The lines to repeat are those below from the one containing "that carry none" down to the one containing "use netpulse::collector::Collector;", both included; reproduce them exactly and nothing else.

╭─ Data records

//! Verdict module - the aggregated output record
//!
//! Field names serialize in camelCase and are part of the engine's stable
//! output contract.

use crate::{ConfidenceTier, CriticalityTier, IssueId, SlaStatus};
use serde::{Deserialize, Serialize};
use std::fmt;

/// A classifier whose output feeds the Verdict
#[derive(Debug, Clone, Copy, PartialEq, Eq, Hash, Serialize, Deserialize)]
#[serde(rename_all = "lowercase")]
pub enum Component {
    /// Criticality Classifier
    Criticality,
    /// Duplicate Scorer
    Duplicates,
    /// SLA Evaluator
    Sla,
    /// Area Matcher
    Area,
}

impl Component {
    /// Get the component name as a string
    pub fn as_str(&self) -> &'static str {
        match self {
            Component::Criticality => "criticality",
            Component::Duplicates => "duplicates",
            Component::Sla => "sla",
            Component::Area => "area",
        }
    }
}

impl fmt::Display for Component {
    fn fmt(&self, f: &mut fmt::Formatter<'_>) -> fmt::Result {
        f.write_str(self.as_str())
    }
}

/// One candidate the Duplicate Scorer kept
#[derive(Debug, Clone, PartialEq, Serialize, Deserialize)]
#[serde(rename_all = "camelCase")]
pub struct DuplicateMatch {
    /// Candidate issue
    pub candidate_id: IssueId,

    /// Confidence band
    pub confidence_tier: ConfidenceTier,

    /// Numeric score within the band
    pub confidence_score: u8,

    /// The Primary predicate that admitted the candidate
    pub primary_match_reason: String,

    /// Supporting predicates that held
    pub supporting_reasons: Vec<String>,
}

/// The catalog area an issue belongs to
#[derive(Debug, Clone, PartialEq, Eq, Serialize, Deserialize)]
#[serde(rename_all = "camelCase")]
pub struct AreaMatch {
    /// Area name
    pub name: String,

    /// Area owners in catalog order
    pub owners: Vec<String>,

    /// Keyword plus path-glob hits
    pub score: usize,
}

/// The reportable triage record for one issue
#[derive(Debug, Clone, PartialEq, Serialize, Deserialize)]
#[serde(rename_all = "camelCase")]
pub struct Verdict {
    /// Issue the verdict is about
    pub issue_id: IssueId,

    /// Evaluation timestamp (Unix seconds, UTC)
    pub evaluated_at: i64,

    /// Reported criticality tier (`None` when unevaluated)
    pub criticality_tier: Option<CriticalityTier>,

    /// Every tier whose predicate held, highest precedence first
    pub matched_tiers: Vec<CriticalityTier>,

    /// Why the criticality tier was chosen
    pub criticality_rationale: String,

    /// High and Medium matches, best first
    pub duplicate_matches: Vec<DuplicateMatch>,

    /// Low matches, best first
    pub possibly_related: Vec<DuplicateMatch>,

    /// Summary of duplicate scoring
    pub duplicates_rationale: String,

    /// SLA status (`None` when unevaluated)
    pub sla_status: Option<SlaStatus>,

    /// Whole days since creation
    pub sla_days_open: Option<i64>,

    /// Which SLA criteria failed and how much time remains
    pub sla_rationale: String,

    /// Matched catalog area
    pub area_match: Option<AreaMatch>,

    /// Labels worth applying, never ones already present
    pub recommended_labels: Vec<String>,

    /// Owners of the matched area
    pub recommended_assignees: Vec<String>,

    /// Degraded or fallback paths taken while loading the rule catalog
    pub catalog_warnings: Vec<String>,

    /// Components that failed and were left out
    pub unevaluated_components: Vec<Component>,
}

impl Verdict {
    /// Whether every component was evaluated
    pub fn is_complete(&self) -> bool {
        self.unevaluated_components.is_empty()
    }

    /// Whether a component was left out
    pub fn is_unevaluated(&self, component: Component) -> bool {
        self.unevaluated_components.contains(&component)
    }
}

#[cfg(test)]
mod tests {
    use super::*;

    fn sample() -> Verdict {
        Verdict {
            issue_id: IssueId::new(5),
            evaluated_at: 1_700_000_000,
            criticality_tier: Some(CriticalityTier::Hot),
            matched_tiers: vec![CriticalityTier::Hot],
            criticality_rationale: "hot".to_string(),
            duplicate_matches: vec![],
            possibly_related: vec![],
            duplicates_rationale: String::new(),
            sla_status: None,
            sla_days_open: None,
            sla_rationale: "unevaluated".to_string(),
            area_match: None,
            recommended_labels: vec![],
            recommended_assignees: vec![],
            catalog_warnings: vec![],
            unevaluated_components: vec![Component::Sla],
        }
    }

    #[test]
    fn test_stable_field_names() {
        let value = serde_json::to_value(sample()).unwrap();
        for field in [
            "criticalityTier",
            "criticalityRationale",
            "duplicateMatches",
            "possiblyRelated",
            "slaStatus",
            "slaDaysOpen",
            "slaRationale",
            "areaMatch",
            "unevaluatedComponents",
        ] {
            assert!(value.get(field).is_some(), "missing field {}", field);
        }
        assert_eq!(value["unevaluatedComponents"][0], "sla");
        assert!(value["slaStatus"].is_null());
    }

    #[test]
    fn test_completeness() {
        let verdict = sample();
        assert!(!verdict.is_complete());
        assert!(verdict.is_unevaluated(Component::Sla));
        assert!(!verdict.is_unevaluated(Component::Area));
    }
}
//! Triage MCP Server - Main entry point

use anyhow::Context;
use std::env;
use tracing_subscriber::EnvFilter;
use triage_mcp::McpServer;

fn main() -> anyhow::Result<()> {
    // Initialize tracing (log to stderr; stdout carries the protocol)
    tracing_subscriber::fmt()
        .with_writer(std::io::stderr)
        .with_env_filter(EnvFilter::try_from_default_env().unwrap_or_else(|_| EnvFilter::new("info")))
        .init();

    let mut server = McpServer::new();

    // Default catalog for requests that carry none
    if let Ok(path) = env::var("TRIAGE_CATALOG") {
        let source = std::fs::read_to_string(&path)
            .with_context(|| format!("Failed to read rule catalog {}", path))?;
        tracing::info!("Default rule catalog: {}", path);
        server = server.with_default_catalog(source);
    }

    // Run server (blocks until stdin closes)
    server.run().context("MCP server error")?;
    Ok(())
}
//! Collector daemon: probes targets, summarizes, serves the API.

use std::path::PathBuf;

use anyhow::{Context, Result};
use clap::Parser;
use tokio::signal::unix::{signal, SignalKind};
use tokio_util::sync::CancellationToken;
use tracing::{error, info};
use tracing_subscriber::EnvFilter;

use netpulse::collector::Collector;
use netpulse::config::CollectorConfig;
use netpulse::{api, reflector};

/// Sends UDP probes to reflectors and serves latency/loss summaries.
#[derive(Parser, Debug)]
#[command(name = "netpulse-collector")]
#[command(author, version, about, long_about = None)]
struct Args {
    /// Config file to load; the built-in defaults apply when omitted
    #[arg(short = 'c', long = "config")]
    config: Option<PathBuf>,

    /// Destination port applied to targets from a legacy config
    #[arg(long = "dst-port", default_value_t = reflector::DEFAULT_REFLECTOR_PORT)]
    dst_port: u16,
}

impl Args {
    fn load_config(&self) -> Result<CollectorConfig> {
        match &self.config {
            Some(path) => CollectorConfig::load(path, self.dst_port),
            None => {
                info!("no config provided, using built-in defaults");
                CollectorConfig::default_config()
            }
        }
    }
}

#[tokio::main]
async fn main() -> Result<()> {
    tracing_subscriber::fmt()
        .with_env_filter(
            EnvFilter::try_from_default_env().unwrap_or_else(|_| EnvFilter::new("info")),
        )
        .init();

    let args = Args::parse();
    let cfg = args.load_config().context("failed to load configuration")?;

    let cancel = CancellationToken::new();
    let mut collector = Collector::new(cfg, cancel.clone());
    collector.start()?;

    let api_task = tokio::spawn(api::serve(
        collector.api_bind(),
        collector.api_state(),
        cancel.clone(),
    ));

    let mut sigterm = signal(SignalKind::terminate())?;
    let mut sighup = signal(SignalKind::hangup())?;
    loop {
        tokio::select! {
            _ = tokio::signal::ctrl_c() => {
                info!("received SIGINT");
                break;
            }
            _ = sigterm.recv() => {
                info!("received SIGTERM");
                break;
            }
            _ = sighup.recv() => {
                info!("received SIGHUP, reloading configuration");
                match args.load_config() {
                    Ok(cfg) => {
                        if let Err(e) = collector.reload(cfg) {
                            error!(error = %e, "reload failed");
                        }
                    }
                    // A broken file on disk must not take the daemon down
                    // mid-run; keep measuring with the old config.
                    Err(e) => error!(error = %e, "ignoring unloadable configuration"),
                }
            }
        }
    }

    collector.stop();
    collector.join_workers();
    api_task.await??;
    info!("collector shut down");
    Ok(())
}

╰─

**Answer:**
    // Default catalog for requests that carry none
    if let Ok(path) = env::var("TRIAGE_CATALOG") {
        let source = std::fs::read_to_string(&path)
            .with_context(|| format!("Failed to read rule catalog {}", path))?;
        tracing::info!("Default rule catalog: {}", path);
        server = server.with_default_catalog(source);
    }

    // Run server (blocks until stdin closes)
    server.run().context("MCP server error")?;
    Ok(())
}
//! Collector daemon: probes targets, summarizes, serves the API.

use std::path::PathBuf;

use anyhow::{Context, Result};
use clap::Parser;
use tokio::signal::unix::{signal, SignalKind};
use tokio_util::sync::CancellationToken;
use tracing::{error, info};
use tracing_subscriber::EnvFilter;

use netpulse::collector::Collector;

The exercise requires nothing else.